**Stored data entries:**
//! Local Ollama engine using `/api/generate`.
//!
//! Ollama's `format: "json"` only promises syntactically valid JSON, not our
//! shape. The expected layout is spelled out in the prompt and the answer is
//! parsed best-effort: as-is first, then the outermost `{...}` slice.

use async_trait::async_trait;
use log::{debug, info, warn};
use serde::de::DeserializeOwned;
use serde::{Deserialize, Serialize};

use crate::inference::prompts::{local_insight_prompt, local_isnad_prompt};
use crate::inference::{AiInsight, EngineError, InsightEngine, InsightRequest, IsnadAnalysis};

pub const DEFAULT_OLLAMA_BASE_URL: &str = "http://localhost:11434";
pub const DEFAULT_OLLAMA_MODEL: &str = "llama3";

#[derive(Serialize, Debug)]
struct GenerateRequest<'a> {
    model: &'a str,
    prompt: String,
    stream: bool,
    format: &'static str,
}

#[derive(Deserialize, Debug)]
struct GenerateResponse {
    #[serde(default)]
    response: String,
}

/// Parses a model answer that should be JSON but may be wrapped in prose or
/// code fences.
pub fn parse_lenient<T: DeserializeOwned>(raw: &str) -> Result<T, EngineError> {
    let trimmed = raw.trim();
    let direct_err = match serde_json::from_str::<T>(trimmed) {
        Ok(value) => return Ok(value),
        Err(e) => e,
    };

    let (Some(start), Some(end)) = (trimmed.find('{'), trimmed.rfind('}')) else {
        return Err(EngineError::Parse(direct_err.to_string()));
    };
    if end <= start {
        return Err(EngineError::Parse(direct_err.to_string()));
    }

    debug!("Retrying parse on embedded object ({} bytes)", end + 1 - start);
    serde_json::from_str::<T>(&trimmed[start..=end]).map_err(|e| EngineError::Parse(e.to_string()))
}

/// Ollama engine (local inference server, no auth)
pub struct OllamaEngine {
    base_url: String,
    model: String,
    client: reqwest::Client,
}

impl OllamaEngine {
    pub fn new(base_url: Option<String>, model: Option<String>) -> Self {
        Self {
            base_url: base_url.unwrap_or_else(|| DEFAULT_OLLAMA_BASE_URL.to_string()),
            model: model.unwrap_or_else(|| DEFAULT_OLLAMA_MODEL.to_string()),
            client: reqwest::Client::new(),
        }
    }

    async fn generate<T: DeserializeOwned>(&self, prompt: String) -> Result<T, EngineError> {
        let request = GenerateRequest {
            model: &self.model,
            prompt,
            stream: false,
            format: "json",
        };

        info!("Ollama generate request: model={}", self.model);

        let response = self
            .client
            .post(format!("{}/api/generate", self.base_url))
            .json(&request)
            .send()
            .await
            .map_err(|e| EngineError::Network(e.to_string()))?;

        debug!("Ollama response status: {}", response.status());

        if !response.status().is_success() {
            let status = response.status().as_u16();
            let err_body = response
                .text()
                .await
                .unwrap_or_else(|_| "unknown error".to_string());
            warn!("Ollama API error: {} - {}", status, err_body);
            return Err(EngineError::Api {
                status,
                message: err_body,
            });
        }

        let body: GenerateResponse = response
            .json()
            .await
            .map_err(|e| EngineError::Parse(e.to_string()))?;
        debug!("Ollama answer: {} bytes", body.response.len());

        parse_lenient(&body.response)
    }
}

#[async_trait]
impl InsightEngine for OllamaEngine {
    fn name(&self) -> &str {
        "ollama"
    }

    async fn generate_insight(&self, request: &InsightRequest) -> Result<AiInsight, EngineError> {
        self.generate(local_insight_prompt(request)).await
    }

    async fn analyze_chain(&self, chain: &str, text: &str) -> Result<IsnadAnalysis, EngineError> {
        self.generate(local_isnad_prompt(chain, text)).await
    }
}

#[cfg(test)]
mod tests {
    use super::*;

    #[test]
    fn test_parse_lenient_plain_json() {
        let raw = r#"{"translation":"t","explanation":"e","keyThemes":[]}"#;
        let insight: AiInsight = parse_lenient(raw).unwrap();
        assert_eq!(insight.translation, "t");
    }

    #[test]
    fn test_parse_lenient_strips_code_fence_and_prose() {
        let raw = "Sure! Here it is:\n```json\n{\"translation\":\"t\",\"explanation\":\"e\",\"themes\":[\"patience\"]}\n```";
        let insight: AiInsight = parse_lenient(raw).unwrap();
        assert_eq!(insight.key_themes, vec!["patience".to_string()]);
    }

    #[test]
    fn test_parse_lenient_rejects_wrong_shape() {
        let result: Result<IsnadAnalysis, _> = parse_lenient(r#"{"verdict":"sound"}"#);
        assert!(matches!(result, Err(EngineError::Parse(_))));
    }

    #[test]
    fn test_parse_lenient_rejects_non_json() {
        let result: Result<AiInsight, _> = parse_lenient("I cannot help with that.");
        assert!(matches!(result, Err(EngineError::Parse(_))));
    }

    #[test]
    fn test_request_serialization() {
        let request = GenerateRequest {
            model: "llama3",
            prompt: "p".to_string(),
            stream: false,
            format: "json",
        };
        let json = serde_json::to_string(&request).unwrap();
        assert_eq!(
            json,
            r#"{"model":"llama3","prompt":"p","stream":false,"format":"json"}"#
        );
    }
}
//! # Sentence Grouping
//!
//! Splits a block of Arabic or English text on sentence-terminal punctuation
//! and pairs consecutive sentences, so each pair can be translated on its own.
//! Punctuation only, no tokenization.

/// Sentence terminators for Latin and Arabic script.
const TERMINATORS: [char; 5] = ['.', '!', '?', '\u{061F}', '\u{06D4}'];

/// Sentences per group.
const GROUP_SIZE: usize = 2;

/// A run of consecutive sentences shown as one fragment.
#[derive(Debug, Clone, PartialEq, Eq)]
pub struct SentenceGroup {
    pub sentences: Vec<String>,
}

impl SentenceGroup {
    pub fn text(&self) -> String {
        self.sentences.join(" ")
    }

    pub fn len(&self) -> usize {
        self.sentences.len()
    }

    pub fn is_empty(&self) -> bool {
        self.sentences.is_empty()
    }
}

/// Splits `text` after every run of terminators. Text after the last
/// terminator becomes a sentence of its own.
pub fn split_sentences(text: &str) -> Vec<String> {
    let mut sentences = Vec::new();
    let mut current = String::new();
    let mut chars = text.chars().peekable();

    while let Some(c) = chars.next() {
        current.push(c);
        if TERMINATORS.contains(&c) {
            // "..." and "?!" stay with their sentence
            while let Some(&next) = chars.peek() {
                if !TERMINATORS.contains(&next) {
                    break;
                }
                current.push(next);
                chars.next();
            }
            push_trimmed(&mut sentences, &current);
            current.clear();
        }
    }
    push_trimmed(&mut sentences, &current);

    sentences
}

fn push_trimmed(sentences: &mut Vec<String>, candidate: &str) {
    let trimmed = candidate.trim();
    if trimmed.chars().any(|c| !TERMINATORS.contains(&c)) {
        sentences.push(trimmed.to_string());
    }
}

/// Pairs consecutive sentences of `text`. An odd count leaves a final group
/// of one.
pub fn group_sentences(text: &str) -> Vec<SentenceGroup> {
    split_sentences(text)
        .chunks(GROUP_SIZE)
        .map(|chunk| SentenceGroup {
            sentences: chunk.to_vec(),
        })
        .collect()
}

#[cfg(test)]
mod tests {
    use super::*;

    fn sizes(groups: &[SentenceGroup]) -> Vec<usize> {
        groups.iter().map(SentenceGroup::len).collect()
    }

    #[test]
    fn test_empty_input_yields_no_groups() {
        assert!(group_sentences("").is_empty());
        assert!(group_sentences("   \n ").is_empty());
    }

    #[test]
    fn test_two_sentences_form_one_group() {
        let groups = group_sentences("Actions are by intentions. Each person gets what they intended.");
        assert_eq!(sizes(&groups), vec![2]);
        assert_eq!(
            groups[0].text(),
            "Actions are by intentions. Each person gets what they intended."
        );
    }

    #[test]
    fn test_three_sentences_form_groups_of_two_and_one() {
        let groups = group_sentences("One. Two! Three?");
        assert_eq!(sizes(&groups), vec![2, 1]);
        assert_eq!(groups[1].sentences, vec!["Three?".to_string()]);
    }

    #[test]
    fn test_trailing_text_without_terminator_is_kept() {
        let sentences = split_sentences("First sentence. then no ending");
        assert_eq!(sentences, vec!["First sentence.", "then no ending"]);
        assert_eq!(sizes(&group_sentences("A. B. C")), vec![2, 1]);
    }

    #[test]
    fn test_terminator_runs_stay_attached() {
        assert_eq!(split_sentences("Wait... What?! Yes."), vec!["Wait...", "What?!", "Yes."]);
    }

    #[test]
    fn test_arabic_terminators_split() {
        let text = "\u{0647}\u{0644} \u{062A}\u{0639}\u{0644}\u{0645}\u{061F} \u{0646}\u{0639}\u{0645}\u{06D4}";
        assert_eq!(split_sentences(text).len(), 2);
    }

    #[test]
    fn test_lone_punctuation_is_not_a_sentence() {
        assert!(split_sentences("... !").is_empty());
    }
}
use clap::Parser;
use nur::Engine;
use nur::core::config::{self, CliOverrides, NurConfig};
use nur::core::model::TranslationLang;
use simplelog::{ConfigBuilder, LevelFilter, WriteLogger};
use std::fs::File;

#[derive(Parser)]
#[command(
    name = "nur",
    version,
    about = "Read the Quran and Hadith with AI insight and isnad study"
)]
struct Args {
    /// AI engine for insights (overrides config and NUR_ENGINE)
    #[arg(short, long, value_enum)]
    engine: Option<Engine>,

    /// Translation language
    #[arg(short, long, value_enum)]
    lang: Option<TranslationLang>,
}

#[tokio::main]
async fn main() -> std::io::Result<()> {
    let args = Args::parse();
    dotenv::dotenv().ok();

    // Initialize file logger - writes to nur.log in current directory
    let log_config = ConfigBuilder::new().set_time_format_rfc3339().build();

    if let Ok(log_file) = File::create("nur.log") {
        let _ = WriteLogger::init(LevelFilter::Debug, log_config, log_file);
    }

    let file_config = config::load_config().unwrap_or_else(|e| {
        log::warn!("{e}; continuing with defaults");
        NurConfig::default()
    });
    let resolved = config::resolve(
        &file_config,
        CliOverrides {
            engine: args.engine,
            language: args.lang,
        },
    );

    log::info!(
        "Nur starting up with engine {:?}, language {:?}",
        resolved.engine,
        resolved.language
    );

    nur::tui::run(resolved)
}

**PROBLEM REQUIREMENTS:** Every line holding the string "next" should be copied here, so please find those lines in the data.

**WRITTEN SOLUTION:**
    while let Some(c) = chars.next() {
            while let Some(&next) = chars.peek() {
                if !TERMINATORS.contains(&next) {
                current.push(next);
                chars.next();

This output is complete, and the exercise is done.